◆ Saved data entries
*** Begin section ***

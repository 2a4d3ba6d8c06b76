//! Exact-duplicate row removal.
//!
//! Two rows are duplicates when their field sequences are identical, which is
//! the same as their serialised CSV lines being equal. The first occurrence
//! wins and source order is preserved; the header is never touched.

use std::path::PathBuf;

use anyhow::{Context, Result};
use itertools::Itertools;
use log::info;

use crate::{cli::DedupeArgs, error::ReportError, io_utils};

#[derive(Debug, Clone, PartialEq, Eq)]
pub struct DedupeOutcome {
    pub headers: Vec<String>,
    pub rows: Vec<Vec<String>>,
    pub removed: usize,
}

pub fn dedupe_rows(headers: Vec<String>, rows: Vec<Vec<String>>) -> DedupeOutcome {
    let original = rows.len();
    let rows = rows.into_iter().unique().collect::<Vec<_>>();
    DedupeOutcome {
        headers,
        removed: original - rows.len(),
        rows,
    }
}

impl DedupeOutcome {
    pub fn to_csv_string(&self, delimiter: u8) -> Result<String> {
        let mut all = Vec::with_capacity(self.rows.len() + 1);
        all.push(self.headers.clone());
        all.extend(self.rows.iter().cloned());
        io_utils::rows_to_csv_string(delimiter, &all)
    }
}

pub fn execute(args: &DedupeArgs) -> Result<()> {
    let delimiter = io_utils::resolve_input_delimiter(&args.input, args.delimiter);
    let input_encoding = io_utils::resolve_encoding(args.input_encoding.as_deref())?;
    let output_encoding = io_utils::resolve_encoding(args.output_encoding.as_deref())?;

    let mut reader = io_utils::open_csv_reader_from_path(&args.input, delimiter)?;
    let headers = io_utils::reader_headers(&mut reader, input_encoding)?;
    let mut rows = Vec::new();
    for (row_idx, record) in reader.byte_records().enumerate() {
        let record = record.with_context(|| format!("Reading row {}", row_idx + 2))?;
        rows.push(io_utils::decode_record(&record, input_encoding)?);
    }
    if headers.is_empty() || rows.is_empty() {
        return Err(ReportError::EmptyInput)
            .with_context(|| format!("Removing duplicates from {:?}", args.input));
    }

    let outcome = dedupe_rows(headers, rows);
    let output = resolve_output(args);
    let text = outcome.to_csv_string(delimiter)?;
    io_utils::write_text(output.as_deref(), &text, output_encoding)?;
    info!(
        "Removed {} duplicate row(s); {} row(s) kept{}",
        outcome.removed,
        outcome.rows.len(),
        output
            .as_ref()
            .map(|p| format!(" in {p:?}"))
            .unwrap_or_default()
    );
    Ok(())
}

fn resolve_output(args: &DedupeArgs) -> Option<PathBuf> {
    match &args.output {
        Some(path) => Some(path.clone()),
        None if io_utils::is_dash(&args.input) => None,
        None => Some(io_utils::cleaned_output_path(&args.input)),
    }
}
//! Elastic plain-text tables for terminal output.
//!
//! Columns whose non-empty cells all parse as numbers are right-aligned;
//! everything else is left-aligned. Rows shorter than the header are padded
//! with blanks.

use std::borrow::Cow;
use std::fmt::Write as _;

use crate::data::parse_numeric;

#[derive(Debug, Clone, Copy, PartialEq, Eq)]
enum Align {
    Left,
    Right,
}

pub fn render_table(headers: &[String], rows: &[Vec<String>]) -> String {
    let column_count = headers.len();
    let mut widths = headers.iter().map(|h| display_width(h)).collect::<Vec<_>>();
    for row in rows {
        for (idx, cell) in row.iter().enumerate().take(column_count) {
            widths[idx] = widths[idx].max(display_width(cell));
        }
    }
    let alignments = (0..column_count)
        .map(|idx| column_alignment(rows, idx))
        .collect::<Vec<_>>();

    let mut output = String::new();
    let _ = writeln!(output, "{}", format_row(headers, &widths, &alignments));
    let separator = widths
        .iter()
        .map(|w| "-".repeat((*w).max(1)))
        .collect::<Vec<_>>();
    let _ = writeln!(output, "{}", format_row(&separator, &widths, &alignments));
    for row in rows {
        let _ = writeln!(output, "{}", format_row(row, &widths, &alignments));
    }
    output
}

pub fn print_table(headers: &[String], rows: &[Vec<String>]) {
    print!("{}", render_table(headers, rows));
}

fn column_alignment(rows: &[Vec<String>], idx: usize) -> Align {
    let mut cells = rows
        .iter()
        .filter_map(|row| row.get(idx))
        .filter(|cell| !cell.trim().is_empty())
        .peekable();
    if cells.peek().is_none() {
        return Align::Left;
    }
    if cells.all(|cell| parse_numeric(cell).is_some()) {
        Align::Right
    } else {
        Align::Left
    }
}

fn format_row(values: &[String], widths: &[usize], alignments: &[Align]) -> String {
    let cells = widths
        .iter()
        .zip(alignments)
        .enumerate()
        .map(|(idx, (width, align))| {
            let value = values.get(idx).map(String::as_str).unwrap_or("");
            let sanitized = sanitize_cell(value);
            let padding = " ".repeat(width.saturating_sub(display_width(&sanitized)));
            match align {
                Align::Left => format!("{sanitized}{padding}"),
                Align::Right => format!("{padding}{sanitized}"),
            }
        })
        .collect::<Vec<_>>();
    cells.join("  ").trim_end().to_string()
}

fn display_width(value: &str) -> usize {
    value.chars().count()
}

fn sanitize_cell(value: &str) -> Cow<'_, str> {
    if value.contains(['\n', '\r', '\t']) {
        Cow::Owned(value.replace(['\n', '\r', '\t'], " "))
    } else {
        Cow::Borrowed(value)
    }
}
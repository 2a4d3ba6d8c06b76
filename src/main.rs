fn main() {
    if let Err(err) = csv_report::run() {
        eprintln!("error: {err:#}");
        std::process::exit(1);
    }
}
//! First-rows preview of an input file, rendered as a numbered table.

use std::io::Read;

use anyhow::{Context, Result};
use encoding_rs::Encoding;
use log::info;

use crate::{cli::PreviewArgs, io_utils, table};

#[derive(Debug, Clone, PartialEq, Eq)]
pub struct Preview {
    pub headers: Vec<String>,
    pub rows: Vec<Vec<String>>,
}

impl Preview {
    /// Table cells with a leading 1-based row number column.
    pub fn numbered(&self) -> (Vec<String>, Vec<Vec<String>>) {
        let headers = std::iter::once("#".to_string())
            .chain(self.headers.iter().cloned())
            .collect();
        let rows = self
            .rows
            .iter()
            .enumerate()
            .map(|(idx, row)| {
                std::iter::once((idx + 1).to_string())
                    .chain(row.iter().cloned())
                    .collect()
            })
            .collect();
        (headers, rows)
    }
}

pub fn read_preview<R: Read>(
    reader: &mut csv::Reader<R>,
    limit: usize,
    encoding: &'static Encoding,
) -> Result<Preview> {
    let headers = io_utils::reader_headers(reader, encoding)?;
    let mut rows = Vec::with_capacity(limit.min(1024));
    for (idx, record) in reader.byte_records().take(limit).enumerate() {
        let record = record.with_context(|| format!("Reading row {}", idx + 2))?;
        rows.push(io_utils::decode_record(&record, encoding)?);
    }
    Ok(Preview { headers, rows })
}

pub fn execute(args: &PreviewArgs) -> Result<()> {
    let delimiter = io_utils::resolve_input_delimiter(&args.input, args.delimiter);
    let encoding = io_utils::resolve_encoding(args.input_encoding.as_deref())?;
    let mut reader = io_utils::open_csv_reader_from_path(&args.input, delimiter)?;
    let preview = read_preview(&mut reader, args.rows, encoding)
        .with_context(|| format!("Previewing {:?}", args.input))?;

    let (headers, rows) = preview.numbered();
    table::print_table(&headers, &rows);
    info!("Displayed {} row(s) from {:?}", preview.rows.len(), args.input);
    Ok(())
}
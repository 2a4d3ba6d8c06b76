//! I/O helpers shared by every subcommand.
//!
//! - **Delimiter resolution**: extension-based defaults (`.tsv` → tab, anything
//!   else → comma) with a manual override.
//! - **Encoding**: input decoding and output encoding via `encoding_rs`,
//!   defaulting to UTF-8.
//! - **stdin/stdout**: the `-` path convention routes through standard streams.
//!
//! Readers are built in flexible mode: a short row is kept and its trailing
//! columns count as absent rather than aborting the whole read.

use std::{
    fs::{self, File},
    io::{BufReader, Read, Write},
    path::{Path, PathBuf},
};

use anyhow::{Context, Result, anyhow};
use encoding_rs::{Encoding, UTF_8};

pub const DEFAULT_CSV_DELIMITER: u8 = b',';
pub const DEFAULT_TSV_DELIMITER: u8 = b'\t';

pub fn is_dash(path: &Path) -> bool {
    path == Path::new("-")
}

pub fn resolve_encoding(label: Option<&str>) -> Result<&'static Encoding> {
    if let Some(value) = label {
        Encoding::for_label(value.trim().as_bytes())
            .ok_or_else(|| anyhow!("Unknown encoding '{value}'"))
    } else {
        Ok(UTF_8)
    }
}

pub fn resolve_input_delimiter(path: &Path, provided: Option<u8>) -> u8 {
    provided.unwrap_or_else(|| match path.extension().and_then(|ext| ext.to_str()) {
        Some(ext) if ext.eq_ignore_ascii_case("tsv") => DEFAULT_TSV_DELIMITER,
        _ => DEFAULT_CSV_DELIMITER,
    })
}

pub fn open_csv_reader<R>(reader: R, delimiter: u8) -> csv::Reader<R>
where
    R: Read,
{
    let mut builder = csv::ReaderBuilder::new();
    builder
        .has_headers(true)
        .delimiter(delimiter)
        .double_quote(true)
        .flexible(true);
    builder.from_reader(reader)
}

pub fn open_csv_reader_from_path(path: &Path, delimiter: u8) -> Result<csv::Reader<Box<dyn Read>>> {
    let reader: Box<dyn Read> = if is_dash(path) {
        Box::new(std::io::stdin().lock())
    } else {
        Box::new(BufReader::new(
            File::open(path).with_context(|| format!("Opening input file {path:?}"))?,
        ))
    };
    Ok(open_csv_reader(reader, delimiter))
}

pub fn decode_bytes(bytes: &[u8], encoding: &'static Encoding) -> Result<String> {
    let (text, _, had_errors) = encoding.decode(bytes);
    if had_errors {
        Err(anyhow!(
            "Failed to decode text with encoding {}",
            encoding.name()
        ))
    } else {
        Ok(text.into_owned())
    }
}

pub fn decode_record(record: &csv::ByteRecord, encoding: &'static Encoding) -> Result<Vec<String>> {
    record
        .iter()
        .map(|field| decode_bytes(field, encoding))
        .collect()
}

pub fn reader_headers<R>(
    reader: &mut csv::Reader<R>,
    encoding: &'static Encoding,
) -> Result<Vec<String>>
where
    R: Read,
{
    let headers = reader.byte_headers()?.clone();
    decode_record(&headers, encoding)
}

/// Serialises `rows` (header first) as RFC 4180 CSV text.
pub fn rows_to_csv_string(delimiter: u8, rows: &[Vec<String>]) -> Result<String> {
    let mut writer = csv::WriterBuilder::new()
        .delimiter(delimiter)
        .double_quote(true)
        .flexible(true)
        .from_writer(Vec::new());
    for row in rows {
        writer.write_record(row)?;
    }
    let bytes = writer
        .into_inner()
        .map_err(|err| anyhow!("Flushing CSV buffer: {err}"))?;
    String::from_utf8(bytes).context("CSV output is not valid UTF-8")
}

/// Writes `text` to `path` (stdout when `None` or `-`) in the requested encoding.
pub fn write_text(path: Option<&Path>, text: &str, encoding: &'static Encoding) -> Result<()> {
    let (encoded, _, had_errors) = encoding.encode(text);
    if had_errors {
        return Err(anyhow!("Failed to encode output using {}", encoding.name()));
    }
    match path {
        Some(p) if !is_dash(p) => {
            fs::write(p, encoded.as_ref()).with_context(|| format!("Writing output file {p:?}"))
        }
        _ => {
            let mut stdout = std::io::stdout().lock();
            stdout.write_all(encoded.as_ref())?;
            stdout.flush()?;
            Ok(())
        }
    }
}

/// `data/orders.csv` → `data/orders_cleaned.csv`.
pub fn cleaned_output_path(input: &Path) -> PathBuf {
    let stem = input
        .file_stem()
        .and_then(|s| s.to_str())
        .unwrap_or("data");
    input.with_file_name(format!("{stem}_cleaned.csv"))
}

#[cfg(test)]
mod tests {
    use super::*;

    #[test]
    fn delimiter_defaults_follow_extension() {
        assert_eq!(resolve_input_delimiter(Path::new("a.tsv"), None), b'\t');
        assert_eq!(resolve_input_delimiter(Path::new("a.TSV"), None), b'\t');
        assert_eq!(resolve_input_delimiter(Path::new("a.csv"), None), b',');
        assert_eq!(resolve_input_delimiter(Path::new("a.tsv"), Some(b';')), b';');
    }

    #[test]
    fn cleaned_output_path_appends_suffix() {
        assert_eq!(
            cleaned_output_path(Path::new("dir/orders.csv")),
            PathBuf::from("dir/orders_cleaned.csv")
        );
    }

    #[test]
    fn rows_to_csv_string_quotes_when_needed() {
        let rows = vec![
            vec!["name".to_string(), "note".to_string()],
            vec!["a".to_string(), "says \"hi\", twice".to_string()],
        ];
        let text = rows_to_csv_string(b',', &rows).unwrap();
        assert_eq!(text, "name,note\na,\"says \"\"hi\"\", twice\"\n");
    }

    #[test]
    fn unknown_encoding_is_rejected() {
        assert!(resolve_encoding(Some("not-a-charset")).is_err());
        assert_eq!(resolve_encoding(Some("latin1")).unwrap().name(), "windows-1252");
    }
}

*** End section ***

◆ Work request
Locate the lines above that hold the word "match". Show every one of them.

◆ Worked solution
    match &args.output {
            match align {
    provided.unwrap_or_else(|| match path.extension().and_then(|ext| ext.to_str()) {
    match path {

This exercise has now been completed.